• Task prompt: For the word "VertexLabels", determine how many lines of the entries below contain it, and give only that number.

• Data supplied:
★ ★ ★ ★

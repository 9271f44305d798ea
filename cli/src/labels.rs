use std::collections::HashMap;

use anyhow::{anyhow, Result};
use route_graph_core::VertexId;

/// Interns single-character vertex labels to dense ids in first-seen order.
#[derive(Debug, Default)]
pub struct VertexLabels {
    ids: HashMap<char, VertexId>,
    labels: Vec<char>,
}

impl VertexLabels {
    pub fn new() -> Self {
        Self::default()
    }

    /// Intern a label, returning its id. Repeated labels keep their first id.
    pub fn intern(&mut self, label: char) -> VertexId {
        if let Some(&id) = self.ids.get(&label) {
            return id;
        }
        let id = self.labels.len();
        self.labels.push(label);
        self.ids.insert(label, id);
        id
    }

    /// Resolve a known label.
    pub fn id(&self, label: char) -> Result<VertexId> {
        self.ids
            .get(&label)
            .copied()
            .ok_or_else(|| anyhow!("unknown vertex '{}'", label))
    }

    /// Resolve a query token, which must be exactly one known character.
    pub fn resolve(&self, token: &str) -> Result<VertexId> {
        let mut chars = token.chars();
        match (chars.next(), chars.next()) {
            (Some(label), None) => self.id(label),
            _ => Err(anyhow!(
                "expected a single character as vertex, got '{}'",
                token
            )),
        }
    }

    pub fn label(&self, id: VertexId) -> Option<char> {
        self.labels.get(id).copied()
    }

    /// Number of interned labels, which is the graph's vertex count.
    pub fn len(&self) -> usize {
        self.labels.len()
    }

    pub fn is_empty(&self) -> bool {
        self.labels.is_empty()
    }
}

★ ★ ★ ★

• Result of the task: 2